Fast forward six months later we were on a plane to India to bring our son Titus home. The connection with him was instant and has only grown deeply in the three months he’s been home. However, his medical condition is a lot. He may look like a normal two-year-old but he’s fighting daily for his little life. He receives blood transfusions every 2-4 weeks. This will be lifelong for him until a bone marrow match or stem cell match is found for him. But he’s home and he’s ours and gets to do all this “scary” with his family holding him tightly. That is everything.
Physical adoption is a reflection of our heavenly adoption. It’s the gospel lived out right before your eyes. This verse is the very reason adoption is part of our family makeup: “For you did not receive the spirit of slavery to fall back into fear, but you have received the Spirit of adoption as sons, by whom we cry, ‘Abba! Father!’” – Romans 8:15 The word “Abba” literally means “Daddy.” To think that us as sinful humans can approach our Heavenly Father and call him “Daddy” is just mind-blowing to us. We have done nothing to deserve this yet He freely welcomes us with open arms.
For those currently in the trenches of adoption, press on and cling to Jesus. Where He leads, He provides. Will it be easy? No. Once you say yes to adoption you have to be prepared for the spiritual warfare that comes along with it. It's real and it's scary.

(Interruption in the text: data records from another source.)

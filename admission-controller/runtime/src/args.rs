use crate::{
    admission::Admission,
    dispatch::Dispatcher,
    engine::{PolicyEngine, StructuralValidator},
    handlers::Handlers,
    index::{NamespaceIndex, PolicyIndex, RoleBindingIndex, SharedIndex},
    k8s,
    metrics::{AdmissionMetrics, DispatchMetrics},
    sink::KubeSink,
    update_requests::KubeUpdateRequests,
};
use anyhow::{bail, Result};
use clap::Parser;
use kube::runtime::watcher;
use prometheus_client::registry::Registry;
use std::sync::Arc;
use tokio::time::Duration;
use tracing::{info_span, Instrument};

#[derive(Debug, Parser)]
#[clap(name = "kyverno-admission", about = "A Kubernetes policy admission controller")]
pub struct Args {
    #[clap(
        long,
        default_value = "kyverno=info,warn",
        env = "KYVERNO_ADMISSION_LOG"
    )]
    log_level: kubert::LogFilter,

    #[clap(long, default_value = "plain")]
    log_format: kubert::LogFormat,

    #[clap(flatten)]
    client: kubert::ClientArgs,

    #[clap(flatten)]
    server: kubert::ServerArgs,

    #[clap(flatten)]
    admin: kubert::AdminArgs,

    /// Disables the admission controller server.
    #[clap(long)]
    admission_controller_disabled: bool,

    /// The namespace in which update requests are created.
    #[clap(long, default_value = "kyverno")]
    kyverno_namespace: String,

    /// Requests that cannot be decided within this time are denied.
    #[clap(long, default_value = "10000")]
    admission_timeout_ms: u64,

    #[clap(long, default_value = "3")]
    dispatch_workers: u32,

    /// The maximum number of side effects to buffer. Effects submitted while
    /// the queue is full are dropped.
    #[clap(long, default_value = "1000")]
    dispatch_queue_size: usize,
}

impl Args {
    #[inline]
    pub async fn parse_and_run() -> Result<()> {
        Self::parse().run().await
    }

    pub async fn run(self) -> Result<()> {
        let Self {
            admin,
            client,
            log_level,
            log_format,
            server,
            admission_controller_disabled,
            kyverno_namespace,
            admission_timeout_ms,
            dispatch_workers,
            dispatch_queue_size,
        } = self;

        let server = if admission_controller_disabled {
            None
        } else {
            Some(server)
        };

        let mut prom = <Registry>::default();
        let kyverno = prom.sub_registry_with_prefix("kyverno");
        let admission_metrics = AdmissionMetrics::register(kyverno);
        let dispatch_metrics = DispatchMetrics::register(kyverno);
        let rt_metrics = kubert::RuntimeMetrics::register(prom.sub_registry_with_prefix("kube"));

        let mut runtime = kubert::Runtime::builder()
            .with_log(log_level, log_format)
            .with_metrics(rt_metrics)
            .with_admin(admin.into_builder().with_prometheus(prom))
            .with_client(client)
            .with_optional_server(server)
            .build()
            .await?;

        // Build the indexes that admission requests are evaluated against.
        let policies = SharedIndex::new(PolicyIndex::default());
        let namespaces = SharedIndex::new(NamespaceIndex::default());
        let role_bindings = SharedIndex::new(RoleBindingIndex::default());

        // Spawn resource watches.

        let cluster_policies = runtime.watch_all::<k8s::ClusterPolicy>(watcher::Config::default());
        tokio::spawn(
            kubert::index::cluster(policies.inner(), cluster_policies)
                .instrument(info_span!("clusterpolicies")),
        );

        let namespaced_policies = runtime.watch_all::<k8s::Policy>(watcher::Config::default());
        tokio::spawn(
            kubert::index::namespaced(policies.inner(), namespaced_policies)
                .instrument(info_span!("policies")),
        );

        let ns = runtime.watch_all::<k8s::Namespace>(watcher::Config::default());
        tokio::spawn(
            kubert::index::cluster(namespaces.inner(), ns).instrument(info_span!("namespaces")),
        );

        let rbs = runtime.watch_all::<k8s::RoleBinding>(watcher::Config::default());
        tokio::spawn(
            kubert::index::namespaced(role_bindings.inner(), rbs)
                .instrument(info_span!("rolebindings")),
        );

        let crbs = runtime.watch_all::<k8s::ClusterRoleBinding>(watcher::Config::default());
        tokio::spawn(
            kubert::index::cluster(role_bindings.inner(), crbs)
                .instrument(info_span!("clusterrolebindings")),
        );

        // Side effects are processed in the background and flushed on
        // shutdown.
        let engine = Arc::new(PolicyEngine::default());
        let update_requests = Arc::new(KubeUpdateRequests::new(
            runtime.client(),
            kyverno_namespace,
        ));
        let sink = Arc::new(KubeSink::new(
            runtime.client(),
            update_requests,
            engine.clone(),
            admission_metrics,
        ));
        let dispatcher = Dispatcher::spawn(
            sink,
            dispatch_workers,
            dispatch_queue_size,
            dispatch_metrics,
            runtime.shutdown_handle(),
        );

        let handlers = Handlers::new(
            Arc::new(policies),
            Arc::new(namespaces),
            Arc::new(role_bindings),
            engine,
            Arc::new(StructuralValidator::default()),
            dispatcher,
        );
        let admission = Admission::new(handlers, Duration::from_millis(admission_timeout_ms));
        let runtime = runtime.spawn_server(move || admission.clone());

        // Block the main thread on the shutdown signal. Once it fires, wait for the background tasks to
        // complete before exiting.
        if runtime.run().await.is_err() {
            bail!("Aborted");
        }

        Ok(())
    }
}
use crate::{
    core::{
        Engine, EngineResponse, ImageVerificationMetadata, NamespaceLabels, Policy, PolicyCache,
        PolicyContext, PolicyType, RoleBindings,
    },
    dispatch::{Dispatcher, Effect},
    engine::{PolicyEngine, StructuralValidator},
    handlers::Handlers,
    k8s::{self, DynamicObject, Labels},
};
use anyhow::{ensure, Result};
use kube::core::admission::{AdmissionRequest, AdmissionReview};
use serde_json::{json, Value};
use std::sync::Arc;
use tokio::sync::mpsc;


/// Policies whose name starts with this prefix cannot be evaluated.
const UNAVAILABLE: &str = "unavailable-";

/// Image policies whose name starts with this prefix rewrite the first
/// container's image to [`PINNED`].
const PIN: &str = "pin-";

const PINNED: &str =
    "nginx@sha256:0d17b565c37bcbd895e9d92315a05c1c3c9a29f762b011a10c54a66cd53c9b31";

/// Serves policies of every scope in the order they were given.
struct Cache(Vec<Policy>);

struct NoLookups;

/// The built-in engine, with failures injected by policy name.
#[derive(Default)]
struct TestEngine(PolicyEngine);

impl PolicyCache for Cache {
    fn get_policies(&self, policy_type: PolicyType, _: &str, _: Option<&str>) -> Vec<Policy> {
        self.0
            .iter()
            .filter(|p| p.types().contains(&policy_type))
            .cloned()
            .collect()
    }
}

impl NamespaceLabels for NoLookups {
    fn labels(&self, _: &str) -> Option<Labels> {
        None
    }
}

impl RoleBindings for NoLookups {
    fn roles(&self, _: &str, _: &[String], _: Option<&str>) -> (Vec<String>, Vec<String>) {
        (vec![], vec![])
    }
}

#[async_trait::async_trait]
impl Engine for TestEngine {
    async fn mutate(&self, policy: &Policy, ctx: &PolicyContext) -> Result<EngineResponse> {
        ensure!(!policy.name().starts_with(UNAVAILABLE), "engine unavailable");
        self.0.mutate(policy, ctx).await
    }

    async fn validate(&self, policy: &Policy, ctx: &PolicyContext) -> Result<EngineResponse> {
        ensure!(!policy.name().starts_with(UNAVAILABLE), "engine unavailable");
        self.0.validate(policy, ctx).await
    }

    async fn verify_images(
        &self,
        policy: &Policy,
        ctx: &PolicyContext,
    ) -> (EngineResponse, ImageVerificationMetadata) {
        let (mut er, ivm) = self.0.verify_images(policy, ctx).await;
        if policy.name().starts_with(PIN) {
            if let Some(rule) = er.rules.first_mut() {
                let op = crate::core::patch::operation(
                    "replace",
                    "/spec/containers/0/image",
                    Some(json!(PINNED)),
                )
                .expect("operation must be valid");
                rule.patches.push(op);
            }
        }
        (er, ivm)
    }
}

fn mk_handlers(policies: Vec<Policy>) -> (Handlers, mpsc::Receiver<Effect>) {
    handlers_with(Arc::new(TestEngine::default()), policies)
}

fn handlers_with(
    engine: Arc<dyn Engine>,
    policies: Vec<Policy>,
) -> (Handlers, mpsc::Receiver<Effect>) {
    let (dispatcher, effects) = Dispatcher::capture(100);
    let handlers = Handlers::new(
        Arc::new(Cache(policies)),
        Arc::new(NoLookups),
        Arc::new(NoLookups),
        engine,
        Arc::new(StructuralValidator::default()),
        dispatcher,
    );
    (handlers, effects)
}

/// Everything submitted so far.
fn submitted(effects: &mut mpsc::Receiver<Effect>) -> Vec<Effect> {
    let mut submitted = Vec::new();
    while let Ok(effect) = effects.try_recv() {
        submitted.push(effect);
    }
    submitted
}

fn mk_policy(name: &str, spec: Value) -> Policy {
    let policy: k8s::ClusterPolicy = serde_json::from_value(json!({
        "apiVersion": "kyverno.io/v1",
        "kind": "ClusterPolicy",
        "metadata": { "name": name },
        "spec": spec,
    }))
    .expect("cluster policy must parse");
    policy.into()
}

/// A policy with a single rule applying a JSON patch to pods.
fn mk_mutate(name: &str, failure_policy: &str, patch: Value) -> Policy {
    mk_policy(
        name,
        json!({
            "failurePolicy": failure_policy,
            "rules": [{
                "name": name,
                "match": { "any": [{ "resources": { "kinds": ["Pod"] } }] },
                "mutate": { "patchesJson6902": patch.to_string() },
            }],
        }),
    )
}

/// A policy with a single rule denying pods.
fn mk_deny(name: &str, action: &str, failure_policy: &str) -> Policy {
    mk_policy(
        name,
        json!({
            "failurePolicy": failure_policy,
            "validationFailureAction": action,
            "rules": [{
                "name": "deny-pods",
                "match": { "any": [{ "resources": { "kinds": ["Pod"] } }] },
                "validate": { "message": "pods are not allowed", "deny": {} },
            }],
        }),
    )
}

/// A policy with a single image verification rule for every image.
fn mk_verify(name: &str, failure_policy: &str, verification: Value) -> Policy {
    let mut verification = verification;
    verification["imageReferences"] = json!(["*"]);
    mk_policy(
        name,
        json!({
            "failurePolicy": failure_policy,
            "rules": [{
                "name": "images",
                "match": { "any": [{ "resources": { "kinds": ["Pod"] } }] },
                "verifyImages": [verification],
            }],
        }),
    )
}

fn pod() -> Value {
    json!({
        "apiVersion": "v1",
        "kind": "Pod",
        "metadata": { "name": "web-1", "namespace": "apps", "labels": { "app": "web" } },
        "spec": { "containers": [{ "name": "app", "image": "nginx" }] },
    })
}

fn create(object: Value) -> AdmissionRequest<DynamicObject> {
    request("CREATE", object, Value::Null, None)
}

fn request(
    operation: &str,
    object: Value,
    old_object: Value,
    sub_resource: Option<&str>,
) -> AdmissionRequest<DynamicObject> {
    let resource = if object.is_null() { &old_object } else { &object };
    let review: AdmissionReview<DynamicObject> = serde_json::from_value(json!({
        "apiVersion": "admission.k8s.io/v1",
        "kind": "AdmissionReview",
        "request": {
            "uid": "1",
            "kind": { "group": "", "version": "v1", "kind": resource["kind"] },
            "resource": { "group": "", "version": "v1", "resource": "pods" },
            "subResource": sub_resource,
            "name": resource["metadata"]["name"],
            "namespace": resource["metadata"]["namespace"],
            "operation": operation,
            "userInfo": { "username": "alice", "groups": ["devs"] },
            "object": object,
            "oldObject": old_object,
        },
    }))
    .expect("review must parse");
    review.try_into().expect("request must be set")
}

/// The admitted resource: `object` with the verdict's patch applied.
fn admitted(object: &Value, patch: Option<&json_patch::Patch>) -> Value {
    let mut object = object.clone();
    if let Some(patch) = patch {
        json_patch::patch(&mut object, &patch.0).expect("patch must apply");
    }
    object
}

fn paths(patch: Option<&json_patch::Patch>) -> Vec<String> {
    patch
        .map(|p| {
            p.0.iter()
                .map(|op| {
                    serde_json::to_value(op).expect("operation must encode")["path"]
                        .as_str()
                        .unwrap_or_default()
                        .to_string()
                })
                .collect()
        })
        .unwrap_or_default()
}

You'll question whether or not this is actually for you. One thing I learned and continue to learn is that the enemy will do anything to stray you off course from God's plan for your life. That's especially true when in the process of adoption. Just remember that in the messy it's still beautiful. Adoption has opened so many doors to share our faith because this has nothing to do with us but it has everything to do with Jesus through us. We're simply the vessel.
Adoption has refined me. It has given me such a deeper appreciation of the daughter that I am to my Heavenly Father. You know, since Titus has been home we've heard often how lucky he is to have us. It's the complete opposite. His story isn't lucky, it's filled with tragedy and brokenness. It's a brokenness that one day we'll have to share with him as he starts to have questions. However, the silver lining in all the broken is the restoration. The word "lucky" should be replaced with "blessed" and it's a blessing that is fully bestowed on us as we get to raise our baby boy and point him to the one who can heal all the broken, Jesus.